EXERCISE DIRECTIONS :: Copy out each line of the data that holds the word "root".

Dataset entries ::
......
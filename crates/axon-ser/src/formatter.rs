use crate::{Category, ScalarValue, SerError, SerializationInfo};

/// The sink every codec implements.
///
/// A decomposer walks a tree and emits this call sequence; a parser
/// consumes a byte stream and emits the same sequence into a builder.
pub trait Formatter {
    fn add_value(
        &mut self,
        name: &str,
        type_name: &str,
        value: &ScalarValue,
        id: &str,
    ) -> Result<(), SerError>;

    fn add_reference(&mut self, name: &str, target: &str) -> Result<(), SerError>;

    fn begin_object(&mut self, name: &str, type_name: &str, id: &str) -> Result<(), SerError>;

    fn begin_member(&mut self, name: &str) -> Result<(), SerError>;

    fn finish_member(&mut self) -> Result<(), SerError>;

    fn finish_object(&mut self) -> Result<(), SerError>;

    fn begin_array(&mut self, name: &str, type_name: &str, id: &str) -> Result<(), SerError>;

    fn finish_array(&mut self) -> Result<(), SerError>;

    fn finish(&mut self) -> Result<(), SerError>;
}

fn walk(si: &SerializationInfo, formatter: &mut dyn Formatter) -> Result<(), SerError> {
    match si.category() {
        Category::Void | Category::Value => {
            formatter.add_value(si.name(), si.type_name(), si.scalar(), si.id())
        }
        Category::Reference => formatter.add_reference(si.name(), &si.as_str()),
        Category::Object => {
            formatter.begin_object(si.name(), si.type_name(), si.id())?;
            for member in si.members() {
                formatter.begin_member(member.name())?;
                walk(member, formatter)?;
                formatter.finish_member()?;
            }
            formatter.finish_object()
        }
        Category::Array => {
            formatter.begin_array(si.name(), si.type_name(), si.id())?;
            for member in si.members() {
                walk(member, formatter)?;
            }
            formatter.finish_array()
        }
    }
}

/// Feeds the whole tree into `formatter`, including the final `finish`.
pub fn format_si(si: &SerializationInfo, formatter: &mut dyn Formatter) -> Result<(), SerError> {
    walk(si, formatter)?;
    formatter.finish()
}

/// A [`Formatter`] that rebuilds the SI tree from the event sequence.
///
/// Member markers carry no information beyond what the node events
/// already hold, so they are ignored here.
#[derive(Default)]
pub struct SiBuilder {
    stack: Vec<SerializationInfo>,
    root: Option<SerializationInfo>,
}

impl SiBuilder {
    pub fn new() -> Self {
        Self::default()
    }

    fn attach(&mut self, si: SerializationInfo) {
        match self.stack.last_mut() {
            Some(parent) => {
                parent.push_member(si);
            }
            None => self.root = Some(si),
        }
    }

    /// The finished tree; fails when the event sequence was incomplete.
    pub fn take(&mut self) -> Result<SerializationInfo, SerError> {
        if !self.stack.is_empty() {
            return Err(SerError::UnexpectedEnd("builder"));
        }
        self.root.take().ok_or(SerError::UnexpectedEnd("builder"))
    }
}

impl Formatter for SiBuilder {
    fn add_value(
        &mut self,
        name: &str,
        type_name: &str,
        value: &ScalarValue,
        id: &str,
    ) -> Result<(), SerError> {
        let mut si = SerializationInfo::new();
        si.set_category(Category::Value)
            .set_name(name)
            .set_type_name(type_name)
            .set_id(id)
            .set_value(value.clone());
        self.attach(si);
        Ok(())
    }

    fn add_reference(&mut self, name: &str, target: &str) -> Result<(), SerError> {
        let si = SerializationInfo::reference(target).with_name(name);
        self.attach(si);
        Ok(())
    }

    fn begin_object(&mut self, name: &str, type_name: &str, id: &str) -> Result<(), SerError> {
        let mut si = SerializationInfo::object();
        si.set_name(name).set_type_name(type_name).set_id(id);
        self.stack.push(si);
        Ok(())
    }

    fn begin_member(&mut self, _name: &str) -> Result<(), SerError> {
        Ok(())
    }

    fn finish_member(&mut self) -> Result<(), SerError> {
        Ok(())
    }

    fn finish_object(&mut self) -> Result<(), SerError> {
        let si = self.stack.pop().ok_or(SerError::UnexpectedEnd("builder"))?;
        self.attach(si);
        Ok(())
    }

    fn begin_array(&mut self, name: &str, type_name: &str, id: &str) -> Result<(), SerError> {
        let mut si = SerializationInfo::array();
        si.set_name(name).set_type_name(type_name).set_id(id);
        self.stack.push(si);
        Ok(())
    }

    fn finish_array(&mut self) -> Result<(), SerError> {
        self.finish_object()
    }

    fn finish(&mut self) -> Result<(), SerError> {
        Ok(())
    }
}

#[cfg(test)]
mod tests {
    use super::*;

    #[test]
    fn builder_rebuilds_what_the_walker_emits() {
        let mut si = SerializationInfo::object();
        si.add_member("a").set_value(1i64);
        let arr = si.add_member("list");
        arr.set_category(Category::Array);
        arr.push_member(SerializationInfo::value("x"));
        arr.push_member(SerializationInfo::value("y"));
        si.add_member("ref").set_category(Category::Reference).set_value("1");

        let mut builder = SiBuilder::new();
        format_si(&si, &mut builder).unwrap();
        let rebuilt = builder.take().unwrap();
        assert!(si.structurally_eq(&rebuilt));
    }

    #[test]
    fn builder_detects_unbalanced_input() {
        let mut builder = SiBuilder::new();
        builder.begin_object("", "", "").unwrap();
        assert!(builder.take().is_err());
    }
}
......
EXERCISE SOLUTION ::
    root: Option<SerializationInfo>,
            None => self.root = Some(si),
        self.root.take().ok_or(SerError::UnexpectedEnd("builder"))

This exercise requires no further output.